* The task: Reproduce the entries below in full, word for word.
BEGIN Dataset
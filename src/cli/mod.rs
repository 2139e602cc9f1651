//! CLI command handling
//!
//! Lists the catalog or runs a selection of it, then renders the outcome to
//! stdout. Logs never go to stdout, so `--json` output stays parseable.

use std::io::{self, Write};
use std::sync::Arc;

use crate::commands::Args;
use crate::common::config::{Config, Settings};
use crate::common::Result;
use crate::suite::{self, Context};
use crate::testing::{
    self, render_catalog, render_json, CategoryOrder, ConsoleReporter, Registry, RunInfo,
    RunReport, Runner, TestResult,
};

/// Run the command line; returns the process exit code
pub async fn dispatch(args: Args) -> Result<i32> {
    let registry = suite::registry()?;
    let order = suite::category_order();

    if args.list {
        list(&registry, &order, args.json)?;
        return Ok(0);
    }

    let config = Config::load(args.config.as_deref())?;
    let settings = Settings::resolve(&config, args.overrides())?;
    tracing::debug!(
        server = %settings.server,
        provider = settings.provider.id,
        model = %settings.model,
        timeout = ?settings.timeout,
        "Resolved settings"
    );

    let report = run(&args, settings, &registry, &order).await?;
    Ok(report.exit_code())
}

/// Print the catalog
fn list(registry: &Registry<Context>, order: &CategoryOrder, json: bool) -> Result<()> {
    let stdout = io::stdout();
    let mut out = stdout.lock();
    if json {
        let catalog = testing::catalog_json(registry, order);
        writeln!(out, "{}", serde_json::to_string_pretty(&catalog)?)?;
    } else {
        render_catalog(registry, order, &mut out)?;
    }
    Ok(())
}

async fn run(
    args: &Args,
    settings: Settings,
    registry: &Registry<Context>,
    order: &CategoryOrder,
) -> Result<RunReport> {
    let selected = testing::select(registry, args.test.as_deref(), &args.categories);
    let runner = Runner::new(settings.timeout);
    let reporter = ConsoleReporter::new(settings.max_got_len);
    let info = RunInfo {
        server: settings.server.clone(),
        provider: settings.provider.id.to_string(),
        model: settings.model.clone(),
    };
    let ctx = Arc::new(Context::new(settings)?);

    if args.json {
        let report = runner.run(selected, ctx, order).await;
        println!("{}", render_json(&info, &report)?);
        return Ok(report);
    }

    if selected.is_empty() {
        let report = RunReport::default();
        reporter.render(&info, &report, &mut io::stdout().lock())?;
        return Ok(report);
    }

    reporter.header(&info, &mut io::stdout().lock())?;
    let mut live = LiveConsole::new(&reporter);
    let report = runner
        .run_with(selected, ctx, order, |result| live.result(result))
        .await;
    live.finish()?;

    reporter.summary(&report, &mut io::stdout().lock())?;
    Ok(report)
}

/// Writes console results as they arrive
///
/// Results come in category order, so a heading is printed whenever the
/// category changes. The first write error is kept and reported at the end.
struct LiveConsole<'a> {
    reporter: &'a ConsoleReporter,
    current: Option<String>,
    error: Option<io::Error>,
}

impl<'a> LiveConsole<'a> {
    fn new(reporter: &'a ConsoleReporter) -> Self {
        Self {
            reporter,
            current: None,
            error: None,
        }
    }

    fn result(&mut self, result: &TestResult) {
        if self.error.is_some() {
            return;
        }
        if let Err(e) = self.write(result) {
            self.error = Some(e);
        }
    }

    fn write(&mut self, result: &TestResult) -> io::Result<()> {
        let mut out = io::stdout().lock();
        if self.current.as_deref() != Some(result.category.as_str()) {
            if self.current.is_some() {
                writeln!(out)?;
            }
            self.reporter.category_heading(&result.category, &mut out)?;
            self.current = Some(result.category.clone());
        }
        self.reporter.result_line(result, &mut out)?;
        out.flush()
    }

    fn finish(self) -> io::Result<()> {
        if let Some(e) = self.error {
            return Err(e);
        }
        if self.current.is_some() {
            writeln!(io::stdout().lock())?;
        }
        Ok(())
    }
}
END Dataset
* Your solution:
filename src/cli/mod.rs
repository 2139e602cc9f1651
//! CLI command handling
//!
//! Lists the catalog or runs a selection of it, then renders the outcome to
//! stdout. Logs never go to stdout, so `--json` output stays parseable.

use std::io::{self, Write};
use std::sync::Arc;

use crate::commands::Args;
use crate::common::config::{Config, Settings};
use crate::common::Result;
use crate::suite::{self, Context};
use crate::testing::{
    self, render_catalog, render_json, CategoryOrder, ConsoleReporter, Registry, RunInfo,
    RunReport, Runner, TestResult,
};

/// Run the command line; returns the process exit code
pub async fn dispatch(args: Args) -> Result<i32> {
    let registry = suite::registry()?;
    let order = suite::category_order();

    if args.list {
        list(&registry, &order, args.json)?;
        return Ok(0);
    }

    let config = Config::load(args.config.as_deref())?;
    let settings = Settings::resolve(&config, args.overrides())?;
    tracing::debug!(
        server = %settings.server,
        provider = settings.provider.id,
        model = %settings.model,
        timeout = ?settings.timeout,
        "Resolved settings"
    );

    let report = run(&args, settings, &registry, &order).await?;
    Ok(report.exit_code())
}

/// Print the catalog
fn list(registry: &Registry<Context>, order: &CategoryOrder, json: bool) -> Result<()> {
    let stdout = io::stdout();
    let mut out = stdout.lock();
    if json {
        let catalog = testing::catalog_json(registry, order);
        writeln!(out, "{}", serde_json::to_string_pretty(&catalog)?)?;
    } else {
        render_catalog(registry, order, &mut out)?;
    }
    Ok(())
}

async fn run(
    args: &Args,
    settings: Settings,
    registry: &Registry<Context>,
    order: &CategoryOrder,
) -> Result<RunReport> {
    let selected = testing::select(registry, args.test.as_deref(), &args.categories);
    let runner = Runner::new(settings.timeout);
    let reporter = ConsoleReporter::new(settings.max_got_len);
    let info = RunInfo {
        server: settings.server.clone(),
        provider: settings.provider.id.to_string(),
        model: settings.model.clone(),
    };
    let ctx = Arc::new(Context::new(settings)?);

    if args.json {
        let report = runner.run(selected, ctx, order).await;
        println!("{}", render_json(&info, &report)?);
        return Ok(report);
    }

    if selected.is_empty() {
        let report = RunReport::default();
        reporter.render(&info, &report, &mut io::stdout().lock())?;
        return Ok(report);
    }

    reporter.header(&info, &mut io::stdout().lock())?;
    let mut live = LiveConsole::new(&reporter);
    let report = runner
        .run_with(selected, ctx, order, |result| live.result(result))
        .await;
    live.finish()?;

    reporter.summary(&report, &mut io::stdout().lock())?;
    Ok(report)
}

/// Writes console results as they arrive
///
/// Results come in category order, so a heading is printed whenever the
/// category changes. The first write error is kept and reported at the end.
struct LiveConsole<'a> {
    reporter: &'a ConsoleReporter,
    current: Option<String>,
    error: Option<io::Error>,
}

impl<'a> LiveConsole<'a> {
    fn new(reporter: &'a ConsoleReporter) -> Self {
        Self {
            reporter,
            current: None,
            error: None,
        }
    }

    fn result(&mut self, result: &TestResult) {
        if self.error.is_some() {
            return;
        }
        if let Err(e) = self.write(result) {
            self.error = Some(e);
        }
    }

    fn write(&mut self, result: &TestResult) -> io::Result<()> {
        let mut out = io::stdout().lock();
        if self.current.as_deref() != Some(result.category.as_str()) {
            if self.current.is_some() {
                writeln!(out)?;
            }
            self.reporter.category_heading(&result.category, &mut out)?;
            self.current = Some(result.category.clone());
        }
        self.reporter.result_line(result, &mut out)?;
        out.flush()
    }

    fn finish(self) -> io::Result<()> {
        if let Some(e) = self.error {
            return Err(e);
        }
        if self.current.is_some() {
            writeln!(io::stdout().lock())?;
        }
        Ok(())
    }
}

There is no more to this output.